昨晩、「明日行くからね」と伝えるために何度か電話したのだが、全くつながらなかった。仕方なく出かけ前に『昼過ぎに、お弁当持って行くからね』とメッセージを送ると、すぐに既読がついた。
今の若者は「わかった」の「わ」とか「了解」の「りょ」とかで返事を送るらしいと聞いたが、なんならそれでもいい、スタンプでもいいさ。何か反応しろよ!と、私は学会の間中モヤモヤしていた。
空は分厚い灰色の雲でおおわれ、昼間だというのに薄暗い。
ピンポーン
今どきレトロなドアフォンのボタンを押す。
一星の部屋のそれは、来客をお知らせするベルが鳴るのみで、マイクでの応答すらできない。

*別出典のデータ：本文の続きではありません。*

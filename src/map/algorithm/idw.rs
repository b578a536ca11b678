use serde::{Deserialize, Serialize};

use crate::internal_util::distance;

use super::{nearest_sample, InterpolationStrategy, Sample};

/// The strategy for the Inverse Distance Weighting (IDW) interpolation.
///
/// A sample closer than `tolerance` to the query point is returned as is.
/// Otherwise each sample weighs `1 / (distance + offset)^weight_power`.
#[derive(Debug, Clone, PartialEq, Copy, Serialize, Deserialize)]
#[serde(default)]
pub struct IDWStrategy {
    pub tolerance: f64,
    pub offset: f64,
    pub weight_power: f64,
}

impl Default for IDWStrategy {
    fn default() -> Self {
        Self {
            tolerance: 0.1,
            offset: 0.1,
            weight_power: 1.0,
        }
    }
}

enum IDWWeight {
    Inside(f64),
    Equal,
}

/// Calculate the IDW weight for a single sample at `distance`.
fn calculate_idw_weight(distance: f64, strategy: &IDWStrategy) -> IDWWeight {
    let shifted = distance + strategy.offset;
    if distance < strategy.tolerance || shifted <= 0.0 {
        return IDWWeight::Equal;
    }
    IDWWeight::Inside(shifted.powf(-strategy.weight_power))
}

/// Calculate the IDW weights of every sample at (x, y).
pub fn calculate_idw_weights(
    samples: &[Sample],
    x: f64,
    y: f64,
    strategy: &IDWStrategy,
) -> Option<Vec<(usize, f64)>> {
    let (nearest, nearest_distance) = nearest_sample(samples, x, y)?;
    if let IDWWeight::Equal = calculate_idw_weight(nearest_distance, strategy) {
        return Some(vec![(nearest, 1.0)]);
    }

    let mut weights = samples
        .iter()
        .enumerate()
        .filter_map(
            |(i, sample)| match calculate_idw_weight(distance(&sample.site, &(x, y)), strategy) {
                IDWWeight::Inside(w) => Some((i, w)),
                IDWWeight::Equal => None,
            },
        )
        .collect::<Vec<_>>();

    let sum = weights.iter().map(|(_, w)| w).sum::<f64>();

    if sum == 0.0 || !sum.is_finite() {
        return Some(vec![(nearest, 1.0)]);
    }

    for (_, w) in &mut weights {
        *w /= sum;
    }

    Some(weights)
}

/// IDW weighting bound to one sample set.
pub struct IDWWeights<'a> {
    samples: &'a [Sample],
    strategy: IDWStrategy,
}

impl<'a> IDWWeights<'a> {
    pub fn new(samples: &'a [Sample], strategy: IDWStrategy) -> Self {
        Self { samples, strategy }
    }
}

impl InterpolationStrategy for IDWWeights<'_> {
    fn calculate_weights(&self, x: f64, y: f64) -> Option<Vec<(usize, f64)>> {
        calculate_idw_weights(self.samples, x, y, &self.strategy)
    }
}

出てくる気配がないので、ピンポンピンポーンとしつこく鳴らした。
まさかいない?と、思った瞬間ガチャりと玄関ドアが開いた。のっそりと出てきた一星は、上下スウェット姿でいかにも寝起きだった。そして、私の顔を見るなり「え、何で?」と、目を見開いた。
「なぁに〜?来るって連絡したでしょ…既読ついたよ〜?」
私がそう言って部屋に上がろうとすると、既のところで制止される。
「ちょっと、無理……ゴメンけど…帰って」
一星は袖を口に当ててから、部屋の方を向いた。
「え?何、どういうこと?」
一星は私の言葉に耳を貸さず、一方的に「悪い」と言ってドアを閉める。
「ねぇ、ちょっと…一星?」
ガチャン
私は息子に閉め出された。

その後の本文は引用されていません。